Devo stare sempre attento.
Devo tenere d’occhio la palla, devo tenere d’occhio mio fratello che potrebbe sbagliare la battuta.
Non è che sbagli spesso, eh.
Per esempio questa volta ce l’ha fatta. L’ha colpita, l’ha mandata lontano.
Non so come abbia fatto perché la palla è vecchia, allora viaggia storta, è più difficile colpirla. Mandarla lontano è difficile: quasi impossibile.
Corri fratello, corri adesso.
Nel caso non fosse riuscito, avrei dovuto rimediare. Cercare di fermare il lancio. Stare attento a non far cadere i wickets.
Al negozio devo stare sempre attento perché i ladruncoli vengono.
Mio fratello a volte si distrae, o forse lascia rubacchiare quelli che sa hanno più bisogno.
Un’arancia. Una banana.
Però si accorge sempre quando stanno per rubare una bottiglietta di birra. Quello proprio non lo ammette. La birra non serve a niente, a dice. Non muori senza birra, dice.
Io di solito intervengo per fermare i ladruncoli ma mi fermo se mio fratello mi fissa negli occhi e mi dice di no con lo sguardo.
Non approvo. Guadagniamo già così poco…

2- Battitore

L’ho fatto soprattutto per mio fratello.
Sì, dico questa cosa della squadra con tanto di divisa… Divisa che, insomma, indossiamo in modo simbolico, spesso non completo. Con scarpe sbagliate. Non certo scarpe da sport, tantomeno di marca. La divisa è costata, ma era indispensabile. Un po’ di psicologia che ho studiato anni fa me la ricordo ancora, eh.
Ma mio fratello sente e sentiva molto questa cosa dell’identità, di sapere che appartiene al Paese del Bengala ma l’ha visto solo da bambino.
Soffriva questo trovarsi in un paese straniero dove spesso non veniamo accettati anche se facciamo di tutto, sorridiamo a tutti, e, se ti viene voglia di cipolle a mezzanotte meno un quarto, scendi sotto casa e noi te le vendiamo…
Insomma c’era bisogno di un’affermazione di identità, di qualcosa che permettesse a lui e ad altri come lui di essere orgogliosi delle proprie origini.
Non siamo forse una comunità qui, in questa nazione? Certo che lo siamo.
Allora. Cricket.
Qualcuno potrebbe obiettare che il cricket è un retaggio coloniale. Britannico.
Ma: la nostra Squadra Nazionale non partecipa forse alla Coppa del Mondo? Non giochiamo forse da bambini nei campi di casa nostra, in Bangladesh, spelacchiati come questo o forse pure peggio?
Ho corso come un disperato, non so nemmeno quanti punti ho fatto. Poi lo capirò.
Adesso ho il respiro cortissimo.
Mio fratello mi incitava.
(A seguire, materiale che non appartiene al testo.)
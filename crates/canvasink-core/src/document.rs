//! Document store: the ordered rectangle and stroke collections.

use crate::shapes::{Point, Rectangle, ShapeId, Stroke};
use std::collections::HashMap;

/// Owns every shape of the canvas.
///
/// Strokes live in an append-only arena. `active` maps the id of each stroke
/// still being drawn to its arena slot, so incremental updates never scan.
/// Finishing a stroke drops its index entry only; the arena is never
/// compacted, which keeps every stored slot valid.
#[derive(Debug, Clone, Default)]
pub struct DocumentStore {
    rectangles: Vec<Rectangle>,
    strokes: Vec<Stroke>,
    active: HashMap<ShapeId, usize>,
}

impl DocumentStore {
    /// Create an empty document.
    pub fn new() -> Self {
        Self::default()
    }

    /// Append a rectangle. Its id and name derive from the rectangle count at insertion.
    pub fn add_rectangle(
        &mut self,
        x: f64,
        y: f64,
        width: f64,
        height: f64,
        color: impl Into<String>,
    ) -> &Rectangle {
        let index = self.rectangles.len();
        let rect = Rectangle::at_index(index, Point::new(x, y), width, height, color.into());
        log::debug!("added rectangle {}", rect.id);
        self.rectangles.push(rect);
        &self.rectangles[index]
    }

    /// Start a new active stroke seeded with a single point.
    ///
    /// If `id` already names an active stroke, that stroke is finished first:
    /// it keeps its points and stays in the document, and `id` now refers to
    /// the new stroke.
    pub fn start_stroke(
        &mut self,
        id: impl Into<ShapeId>,
        x: f64,
        y: f64,
        size: f64,
        color: impl Into<String>,
    ) -> &Stroke {
        let id = id.into();
        let slot = self.strokes.len();
        if let Some(previous) = self.active.insert(id.clone(), slot) {
            log::warn!("stroke id {id} restarted while active; finishing slot {previous}");
        }
        let stroke = Stroke::start(slot, id, Point::new(x, y), size, color.into());
        log::debug!("started stroke {} ({})", stroke.id, stroke.name);
        self.strokes.push(stroke);
        &self.strokes[slot]
    }

    /// Append a point to an active stroke.
    /// Returns false (and changes nothing) if `id` is not active.
    pub fn append_to_stroke(&mut self, id: &str, x: f64, y: f64) -> bool {
        let Some(&slot) = self.active.get(id) else {
            log::trace!("ignored update for inactive stroke {id}");
            return false;
        };
        match self.strokes.get_mut(slot) {
            Some(stroke) => {
                stroke.add_point(Point::new(x, y));
                true
            }
            None => false,
        }
    }

    /// Revoke a stroke's eligibility for further points.
    /// Returns false if `id` was not active.
    pub fn finish_stroke(&mut self, id: &str) -> bool {
        match self.active.remove(id) {
            Some(slot) => {
                log::debug!("finished stroke {id} at slot {slot}");
                true
            }
            None => {
                log::trace!("ignored finish for inactive stroke {id}");
                false
            }
        }
    }

    /// Rectangles in creation order.
    pub fn rectangles(&self) -> &[Rectangle] {
        &self.rectangles
    }

    /// Strokes in creation order, finished or not.
    pub fn strokes(&self) -> &[Stroke] {
        &self.strokes
    }

    /// Get the active stroke with this id.
    pub fn active_stroke(&self, id: &str) -> Option<&Stroke> {
        self.active.get(id).and_then(|&slot| self.strokes.get(slot))
    }

    /// Check whether `id` names a stroke that can still receive points.
    pub fn is_active(&self, id: &str) -> bool {
        self.active.contains_key(id)
    }

    /// Number of strokes still being drawn.
    pub fn active_count(&self) -> usize {
        self.active.len()
    }

    /// Total number of shapes.
    pub fn len(&self) -> usize {
        self.rectangles.len() + self.strokes.len()
    }

    /// Check if the document is empty.
    pub fn is_empty(&self) -> bool {
        self.rectangles.is_empty() && self.strokes.is_empty()
    }
}
//! Shape definitions for the canvas document.

mod rectangle;
mod stroke;

pub use rectangle::Rectangle;
pub use stroke::Stroke;

pub use kurbo::Point;

/// Identifier of a shape within its own collection.
pub type ShapeId = String;
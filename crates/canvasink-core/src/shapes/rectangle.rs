//! Rectangle shape.

use super::{Point, ShapeId};

/// An axis-aligned rectangle. Immutable once placed in the document.
#[derive(Debug, Clone, PartialEq)]
pub struct Rectangle {
    pub(crate) id: ShapeId,
    pub(crate) name: String,
    /// Top-left corner position.
    pub position: Point,
    /// Width of the rectangle.
    pub width: f64,
    /// Height of the rectangle.
    pub height: f64,
    /// CSS color string.
    pub color: String,
}

impl Rectangle {
    /// Build the rectangle occupying slot `index` (0-based) of the rectangle collection.
    pub(crate) fn at_index(
        index: usize,
        position: Point,
        width: f64,
        height: f64,
        color: String,
    ) -> Self {
        Self {
            id: format!("rect-{}", index + 1),
            name: format!("Rectangle {}", index + 1),
            position,
            width,
            height,
            color,
        }
    }

    /// Get the identifier (`rect-N`).
    pub fn id(&self) -> &str {
        &self.id
    }

    /// Get the display name (`Rectangle N`).
    pub fn name(&self) -> &str {
        &self.name
    }
}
Un po’ mi dispiace perché non gli ho lasciato nemmeno stavolta dimostrare quanto è bravo nel suo ruolo. I suoi guantoni non sono serviti.
Un po’ come quando al negozio non gli lascio fare il suo lavoro di bravo guardiano delle merci e pizzicare qualche innocuo ladruncolo affamato.
Ma lui è contento lo stesso perché stiamo vincendo.
E quel lanciatore straniero che viene a giocare ogni tanto, mio fratello lo sa, è davvero forte.

3- Spettatore Solitario

Questi so’ matti.
Che me pare pure ce possa sta’ qualcosa de illegale a giocà qua in mezzo a ‘ste rovine preziose storiche che sicuramente qualche superintendenza potrebbe avecce qualcosa da di’. Ma nun dicono. Ma ‘ntanto chi controlla? Ce sta qualcuno che controlla? No. Questi fanno i comodi loro, come sempre. De giorno, de notte… Altro che archeologhi. Altro che antichi romani. Altro che caput mondi.
Questi giocheno a un gioco che manco se capisce. Co’ ‘ste mazze…
Corono, corono… Ma ‘ndo cori!
Che poi un mio vicino de casa che c’ha Uichipedia m’ha pure detto che questi oltre che scuretti potrebbero esse pure mussurmani. Ai voja! Je lassamo fa’ tutto a questi.
Che poi magari prima o poi ce mettono ‘na bomba!
C’ho semo meritato.

4- Lanciatore (Sujet Absent)

Non è stato proprio facilissimo, eh!
M’è andata bene perché alle volte non ci sono abbastanza giocatori. Allora un lanciatore in più serve pure a loro. Certo, mi son dovuto adeguare a giocare con scarpacce inadatte che mi fanno pure male, ma ne vale la pena. Altrimenti avrebbero potuto accorgersene. Dovevo essere simile a loro. Uno che gioca per passatempo. Imbucarsi in una delle due squadre, quella praticamente senza divisa, è stata la parte difficile. Gioco praticamente  in un team misto, ci giocano parecchi indiani e gente di qualche altra nazionalità che nemmeno so. Gli altri, quelli con la divisa, invece sono tutti del Bangladesh.
Non capisco quasi niente di quello che dicono, a volte non si capiscono nemmeno tra di loro: per fortuna alcune parole fondamentali del gioco sono inglesi e internazionali.
Praticando questo sport a un certo livello e sapendolo tutti, una volta un’amica, Giada, mi ha raccontato con tono sarcastico e divertito, con quella sua voce un po’ petulante ma alla fine simpatica che, “non lo sai Attilio? Ci sono dei bengalesi che giocano ogni domenica in mezzo ai ruderi! Che storia, eh?“.
Allora sono andato a vedere. E sono rimasto stupito. Ci sono giocatori dilettantissimi, eh, per carità.
Ma poi… Ci sono quelli che questo sport ce l’hanno nel sangue. Potrebbe sembrare un’affermazione un po’ razzista, ma non intendevo quello, è solo un modo di dire.
Se giochi a cricket fin da piccolissimo, se il cricket è il tuo sport, se magari poi hai pure giocato in qualche squadra al college o semplicemente a scuola… C’è rischio che sei bravo. Molto bravo.
Come quel battitore che mi ha intercettato il lancio. Una spin bowling action coi controfiocchi e con una palla già bella consumata e inaffidabile di suo.
Eppure. Lui l’ha colpita. E l’ha pure spedita lontano. Non so quanti punti sia riuscito a fare.
C’è molto da imparare, su questo campo improvvisato, anche se giochi ad alto livello in una squadra italiana.
Poi magari hanno le scarpacce e il wicket senza bails.
Ma c’è molto da imparare.
Spesso moltissimo.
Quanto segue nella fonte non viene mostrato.